Ever wonder how bacteria can suddenly burst into a dangerous infection? It is because of quorum sensing. The bacteria lay low until there are sufficient numbers that they launch an attack upon a larger organism, like an animal body. Their behavior is dependent upon what they perceive from quorum sensing. As I mentioned, they alter their behavior depending upon how many other types of bacteria are around. Again, fascinating, isn't it?
Knowledge of how bacteria communicate is enabling new types of antibiotics. If we can keep the bacteria from communicating, we can disable some attacks until the immune system has the opportunity to individually kill the invaders.
This insight has also led to a new finding, Bacterial Communication Could Affect Earth's Climate, Researchers Discover.

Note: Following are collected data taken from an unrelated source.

//! Password validators.
//!
//! Both policies restrict input to `[a-zA-Z0-9$@!%*?&]`. The strict policy
//! also requires one lowercase letter, one uppercase letter, one digit and
//! one special character.

use crate::foundation::{Validate, ValidationError};

/// Special characters a password may contain.
pub const PASSWORD_SPECIALS: &[char] = &['$', '@', '!', '%', '*', '?', '&'];

fn is_allowed(c: char) -> bool {
    c.is_ascii_alphanumeric() || PASSWORD_SPECIALS.contains(&c)
}

/// Password strength policy.
#[derive(Debug, Clone, Copy, PartialEq, Eq, Hash)]
pub enum PasswordPolicy {
    /// Allowed characters only.
    Lossy,
    /// Allowed characters plus one of each character kind.
    Strict,
}

/// Validates a password against a [`PasswordPolicy`] and a minimum length.
///
/// # Examples
///
/// ```
/// use sieve_validator::validators::Password;
/// use sieve_validator::foundation::Validate;
///
/// assert!(Password::lossy(1).validate("MyStrongPass").is_ok());
/// assert!(Password::strict(1).validate("MyStrongPass").is_err());
/// assert!(Password::strict(1).validate("My@StrongPass12").is_ok());
/// ```
#[derive(Debug, Clone, Copy, PartialEq, Eq, Hash)]
pub struct Password {
    policy: PasswordPolicy,
    min_length: usize,
}

impl Password {
    /// Lossy policy with a minimum length.
    #[must_use]
    pub const fn lossy(min_length: usize) -> Self {
        Self {
            policy: PasswordPolicy::Lossy,
            min_length,
        }
    }

    /// Strict policy with a minimum length.
    #[must_use]
    pub const fn strict(min_length: usize) -> Self {
        Self {
            policy: PasswordPolicy::Strict,
            min_length,
        }
    }
}

impl Validate for Password {
    type Input = str;

    fn validate(&self, input: &str) -> Result<(), ValidationError> {
        let length = input.chars().count();
        if length == 0 || length < self.min_length {
            return Err(ValidationError::new("password_too_short", "Password is too short")
                .with_param("min", self.min_length.to_string()));
        }

        if let Some(c) = input.chars().find(|c| !is_allowed(*c)) {
            return Err(ValidationError::new(
                "password_invalid_character",
                format!("Password contains a disallowed character '{c}'"),
            ));
        }

        if self.policy == PasswordPolicy::Strict {
            let has_lower = input.chars().any(|c| c.is_ascii_lowercase());
            let has_upper = input.chars().any(|c| c.is_ascii_uppercase());
            let has_digit = input.chars().any(|c| c.is_ascii_digit());
            let has_special = input.chars().any(|c| PASSWORD_SPECIALS.contains(&c));

            if !(has_lower && has_upper && has_digit && has_special) {
                return Err(ValidationError::new(
                    "password_too_weak",
                    "Password needs a lowercase letter, an uppercase letter, a digit and a special character",
                ));
            }
        }

        Ok(())
    }
}

#[cfg(test)]
mod tests {
    use super::*;

    #[test]
    fn lossy_accepts_allowed_characters() {
        assert!(Password::lossy(1).validate("MyStrongPass").is_ok());
        assert!(Password::lossy(1).validate("pass$@!%*?&").is_ok());
    }

    #[test]
    fn lossy_rejects_spaces_and_unicode() {
        assert!(Password::lossy(1).validate("my pass").is_err());
        assert!(Password::lossy(1).validate("lösenord").is_err());
    }

    #[test]
    fn min_length_applies_to_both() {
        assert!(Password::lossy(8).validate("short").is_err());
        assert!(Password::strict(20).validate("My@StrongPass12").is_err());
        assert!(Password::strict(15).validate("My@StrongPass12").is_ok());
    }

    #[test]
    fn strict_requires_every_kind() {
        assert!(Password::strict(1).validate("my@strongpass12").is_err());
        assert!(Password::strict(1).validate("MY@STRONGPASS12").is_err());
        assert!(Password::strict(1).validate("My@StrongPass").is_err());
        assert!(Password::strict(1).validate("MyStrongPass12").is_err());
    }

    #[test]
    fn empty_is_rejected() {
        let err = Password::lossy(0).validate("").unwrap_err();
        assert_eq!(err.code, "password_too_short");
    }
}
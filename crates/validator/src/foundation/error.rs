//! Error types for validation failures
//!
//! [`ValidationError`] is what typed validators return and what a
//! [`ValidationChain`](crate::chain::ValidationChain) report is rendered into.
//! It carries a rule code, an optional field (the chain's group key) and the
//! rule arguments as ordered parameters.
//!
//! All string fields use `Cow<'static, str>` for zero-allocation in the
//! common case of static error codes and messages.

use std::borrow::Cow;
use std::fmt;

// ============================================================================
// VALIDATION ERROR
// ============================================================================

/// A structured validation error.
///
/// # Examples
///
/// ```
/// use sieve_validator::foundation::ValidationError;
///
/// let error = ValidationError::new("length", "Length is out of bounds")
///     .with_field("username")
///     .with_param("min", "3");
///
/// assert_eq!(error.param("min"), Some("3"));
/// ```
#[derive(Debug, Clone, PartialEq, Eq)]
pub struct ValidationError {
    /// Error code for programmatic handling.
    ///
    /// Typed validators use snake_case codes ("invalid_hostname"); chain
    /// reports use the rule's display name ("isEmail", "notIsPhone").
    pub code: Cow<'static, str>,

    /// Human-readable error message in English.
    pub message: Cow<'static, str>,

    /// Optional field path or group key.
    pub field: Option<Cow<'static, str>>,

    /// Ordered key-value parameters (typically 0-3).
    pub params: Vec<(Cow<'static, str>, Cow<'static, str>)>,
}

impl ValidationError {
    /// Creates a new validation error with a code and message.
    pub fn new(code: impl Into<Cow<'static, str>>, message: impl Into<Cow<'static, str>>) -> Self {
        Self {
            code: code.into(),
            message: message.into(),
            field: None,
            params: Vec::new(),
        }
    }

    /// Sets the field path for this error.
    #[must_use = "builder methods must be chained or built"]
    pub fn with_field(mut self, field: impl Into<Cow<'static, str>>) -> Self {
        self.field = Some(field.into());
        self
    }

    /// Adds a parameter to the error.
    #[must_use = "builder methods must be chained or built"]
    pub fn with_param(
        mut self,
        key: impl Into<Cow<'static, str>>,
        value: impl Into<Cow<'static, str>>,
    ) -> Self {
        self.params.push((key.into(), value.into()));
        self
    }

    /// Looks up a parameter value by key.
    #[must_use]
    pub fn param(&self, key: &str) -> Option<&str> {
        self.params
            .iter()
            .find(|(k, _)| k.as_ref() == key)
            .map(|(_, v)| v.as_ref())
    }

    /// Converts the error to a JSON structure.
    pub fn to_json_value(&self) -> serde_json::Value {
        let params: serde_json::Map<String, serde_json::Value> = self
            .params
            .iter()
            .map(|(k, v)| (k.to_string(), serde_json::Value::String(v.to_string())))
            .collect();

        serde_json::json!({
            "code": self.code,
            "message": self.message,
            "field": self.field,
            "params": params,
        })
    }
}

impl fmt::Display for ValidationError {
    fn fmt(&self, f: &mut fmt::Formatter<'_>) -> fmt::Result {
        if let Some(field) = &self.field {
            write!(f, "[{}] {}: {}", field, self.code, self.message)?;
        } else {
            write!(f, "{}: {}", self.code, self.message)?;
        }

        if !self.params.is_empty() {
            write!(f, " (params: [")?;
            for (i, (k, v)) in self.params.iter().enumerate() {
                if i > 0 {
                    write!(f, ", ")?;
                }
                write!(f, "{k}={v}")?;
            }
            write!(f, "])")?;
        }

        Ok(())
    }
}

impl std::error::Error for ValidationError {}

// ============================================================================
// CONVENIENCE CONSTRUCTORS
// ============================================================================

impl ValidationError {
    /// Creates an "invalid_format" error.
    pub fn invalid_format(expected: impl Into<Cow<'static, str>>) -> Self {
        Self::new("invalid_format", "Invalid format").with_param("expected", expected)
    }

    /// Creates the error for a named rule that failed inside a chain.
    ///
    /// Arguments are rendered as JSON and stored positionally
    /// (`arg0`, `arg1`, ...).
    pub fn rule_failed(rule: impl Into<Cow<'static, str>>, args: &[serde_json::Value]) -> Self {
        let rule = rule.into();
        let mut error = Self::new(rule.clone(), format!("Validation rule '{rule}' failed"));
        for (i, arg) in args.iter().enumerate() {
            error = error.with_param(format!("arg{i}"), arg.to_string());
        }
        error
    }
}

// ============================================================================
// ERROR COLLECTION
// ============================================================================

/// A collection of validation errors.
#[derive(Debug, Clone, Default, PartialEq, Eq)]
pub struct ValidationErrors {
    errors: Vec<ValidationError>,
}

impl ValidationErrors {
    /// Creates a new empty error collection.
    #[must_use]
    pub fn new() -> Self {
        Self { errors: Vec::new() }
    }

    /// Adds an error to the collection.
    pub fn add(&mut self, error: ValidationError) {
        self.errors.push(error);
    }

    /// Returns true if there are any errors.
    #[must_use]
    pub fn has_errors(&self) -> bool {
        !self.errors.is_empty()
    }

    /// Returns the number of errors.
    #[must_use]
    pub fn len(&self) -> usize {
        self.errors.len()
    }

    /// Returns true if empty.
    #[must_use]
    pub fn is_empty(&self) -> bool {
        self.errors.is_empty()
    }

    /// Returns all errors.
    #[must_use]
    pub fn errors(&self) -> &[ValidationError] {
        &self.errors
    }

    /// Errors recorded for one field / group key.
    pub fn for_field<'a>(&'a self, field: &'a str) -> impl Iterator<Item = &'a ValidationError> {
        self.errors
            .iter()
            .filter(move |e| e.field.as_deref() == Some(field))
    }

    /// Converts to a Result.
    #[must_use = "result must be used"]
    pub fn into_result<T>(self, ok_value: T) -> Result<T, ValidationErrors> {
        if self.is_empty() {
            Ok(ok_value)
        } else {
            Err(self)
        }
    }
}

impl FromIterator<ValidationError> for ValidationErrors {
    fn from_iter<I: IntoIterator<Item = ValidationError>>(iter: I) -> Self {
        Self {
            errors: iter.into_iter().collect(),
        }
    }
}

impl fmt::Display for ValidationErrors {
    fn fmt(&self, f: &mut fmt::Formatter<'_>) -> fmt::Result {
        writeln!(f, "Validation failed with {} error(s):", self.errors.len())?;
        for (i, error) in self.errors.iter().enumerate() {
            writeln!(f, "  {}. {}", i + 1, error)?;
        }
        Ok(())
    }
}

impl std::error::Error for ValidationErrors {}

// ============================================================================
// TESTS
// ============================================================================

Other bacteria in the ocean have the ability to communicate on whether they devour sinking organic matter. If they devour it, they increase the carbon that released to the atmosphere because their bodies will float and be consumed by larger organisms. If they decline, then the organic matter sinks to the bottom of the ocean which is a larger carbon sink. They communicate on whether to colonize and devour the carbon, thus altering the Earth's carbon cycle.
Fascinating. What an amazing world we live in!